Exercise aim
Could you please retype all of the data below exactly?

[Data records]
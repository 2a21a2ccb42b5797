//! Resumable job pipeline: persisted state machine, durable continue
//! queue, phase handlers and the worker that drains the queue.

pub mod batch;
pub mod memory;
pub mod orchestrator;
pub mod phases;
mod schema;
pub mod sqlite;
pub mod store;
pub mod types;
pub mod worker;

pub use memory::InMemoryJobStore;
pub use orchestrator::{ContinueOutcome, Orchestrator, retry_delay_secs};
pub use phases::{PhaseContext, PhaseOutput, run_step};
pub use sqlite::SqliteJobStore;
pub use store::{ClaimedMessage, ContinueQueue, JobStore};
pub use types::{Drive, Job, JobSnapshot, Phase, Step, TOTAL_STEPS};
pub use worker::Worker;
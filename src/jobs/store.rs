//! Persistence seams: the job row store and the durable continue-queue.
//!
//! Both are synchronous. Calls are short single-row statements, and the
//! SQLite backend serialises them behind one connection mutex.

use std::time::Duration;

use chrono::{DateTime, Utc};

use super::types::Job;
use crate::error::Result;

/// One row per job, read by id and written with a version check.
pub trait JobStore: Send + Sync {
    /// Insert a new job. The stored row gets version 1.
    fn create(&self, job: &Job) -> Result<Job>;

    /// Read a job.
    ///
    /// Fails with [`crate::ScoutError::JobNotFound`].
    fn get(&self, id: &str) -> Result<Job>;

    /// Compare-and-swap write.
    ///
    /// Succeeds only if the stored version equals `job.version`; the row
    /// is written with `version + 1` and the stored job is returned.
    /// Fails with [`crate::ScoutError::VersionConflict`] otherwise.
    fn save(&self, job: &Job) -> Result<Job>;

    /// Operator stop: move a non-terminal job to `error` unconditionally.
    ///
    /// Fails with [`crate::ScoutError::PhaseContractViolation`] for a job
    /// that is already terminal.
    fn force_error(&self, id: &str, reason: &str) -> Result<Job>;
}

/// A claimed `continue` message.
#[derive(Debug, Clone, PartialEq, Eq)]
pub struct ClaimedMessage {
    pub id: i64,
    pub job_id: String,
    /// Deliveries so far, including this one.
    pub attempts: u32,
}

/// Durable queue of `continue` triggers.
pub trait ContinueQueue: Send + Sync {
    /// Schedule a `continue` for `job_id` no earlier than `visible_at`.
    ///
    /// An unclaimed message for the same job is coalesced: it keeps the
    /// earlier of the two visibility times.
    fn enqueue_continue(&self, job_id: &str, visible_at: DateTime<Utc>) -> Result<()>;

    /// Claim up to `limit` messages visible at `now`, hiding each for
    /// `lease` so a crashed worker's messages reappear.
    fn claim_due(
        &self,
        now: DateTime<Utc>,
        limit: usize,
        lease: Duration,
    ) -> Result<Vec<ClaimedMessage>>;

    /// Delete one message. Unknown ids are ignored.
    fn ack(&self, message_id: i64) -> Result<()>;

    /// Messages not yet acknowledged.
    fn pending(&self) -> Result<usize>;
}

/// `now + lease`, saturating on absurd leases.
pub(crate) fn lease_deadline(now: DateTime<Utc>, lease: Duration) -> DateTime<Utc> {
    chrono::Duration::from_std(lease)
        .ok()
        .and_then(|d| now.checked_add_signed(d))
        .unwrap_or(DateTime::<Utc>::MAX_UTC)
}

Written response
repository 2a21a2ccb42b5797
//! Resumable job pipeline: persisted state machine, durable continue
//! queue, phase handlers and the worker that drains the queue.

pub mod batch;
pub mod memory;
pub mod orchestrator;
pub mod phases;
mod schema;
pub mod sqlite;
pub mod store;
pub mod types;
pub mod worker;

pub use memory::InMemoryJobStore;
pub use orchestrator::{ContinueOutcome, Orchestrator, retry_delay_secs};
pub use phases::{PhaseContext, PhaseOutput, run_step};
pub use sqlite::SqliteJobStore;
pub use store::{ClaimedMessage, ContinueQueue, JobStore};
pub use types::{Drive, Job, JobSnapshot, Phase, Step, TOTAL_STEPS};
pub use worker::Worker;
filename src/jobs/store.rs
//! Persistence seams: the job row store and the durable continue-queue.
//!
//! Both are synchronous. Calls are short single-row statements, and the
//! SQLite backend serialises them behind one connection mutex.

use std::time::Duration;

use chrono::{DateTime, Utc};

use super::types::Job;
use crate::error::Result;

/// One row per job, read by id and written with a version check.
pub trait JobStore: Send + Sync {
    /// Insert a new job. The stored row gets version 1.
    fn create(&self, job: &Job) -> Result<Job>;

    /// Read a job.
    ///
    /// Fails with [`crate::ScoutError::JobNotFound`].
    fn get(&self, id: &str) -> Result<Job>;

    /// Compare-and-swap write.
    ///
    /// Succeeds only if the stored version equals `job.version`; the row
    /// is written with `version + 1` and the stored job is returned.
    /// Fails with [`crate::ScoutError::VersionConflict`] otherwise.
    fn save(&self, job: &Job) -> Result<Job>;

    /// Operator stop: move a non-terminal job to `error` unconditionally.
    ///
    /// Fails with [`crate::ScoutError::PhaseContractViolation`] for a job
    /// that is already terminal.
    fn force_error(&self, id: &str, reason: &str) -> Result<Job>;
}

/// A claimed `continue` message.
#[derive(Debug, Clone, PartialEq, Eq)]
pub struct ClaimedMessage {
    pub id: i64,
    pub job_id: String,
    /// Deliveries so far, including this one.
    pub attempts: u32,
}

/// Durable queue of `continue` triggers.
pub trait ContinueQueue: Send + Sync {
    /// Schedule a `continue` for `job_id` no earlier than `visible_at`.
    ///
    /// An unclaimed message for the same job is coalesced: it keeps the
    /// earlier of the two visibility times.
    fn enqueue_continue(&self, job_id: &str, visible_at: DateTime<Utc>) -> Result<()>;

    /// Claim up to `limit` messages visible at `now`, hiding each for
    /// `lease` so a crashed worker's messages reappear.
    fn claim_due(
        &self,
        now: DateTime<Utc>,
        limit: usize,
        lease: Duration,
    ) -> Result<Vec<ClaimedMessage>>;

    /// Delete one message. Unknown ids are ignored.
    fn ack(&self, message_id: i64) -> Result<()>;

    /// Messages not yet acknowledged.
    fn pending(&self) -> Result<usize>;
}

/// `now + lease`, saturating on absurd leases.
pub(crate) fn lease_deadline(now: DateTime<Utc>, lease: Duration) -> DateTime<Utc> {
    chrono::Duration::from_std(lease)
        .ok()
        .and_then(|d| now.checked_add_signed(d))
        .unwrap_or(DateTime::<Utc>::MAX_UTC)
}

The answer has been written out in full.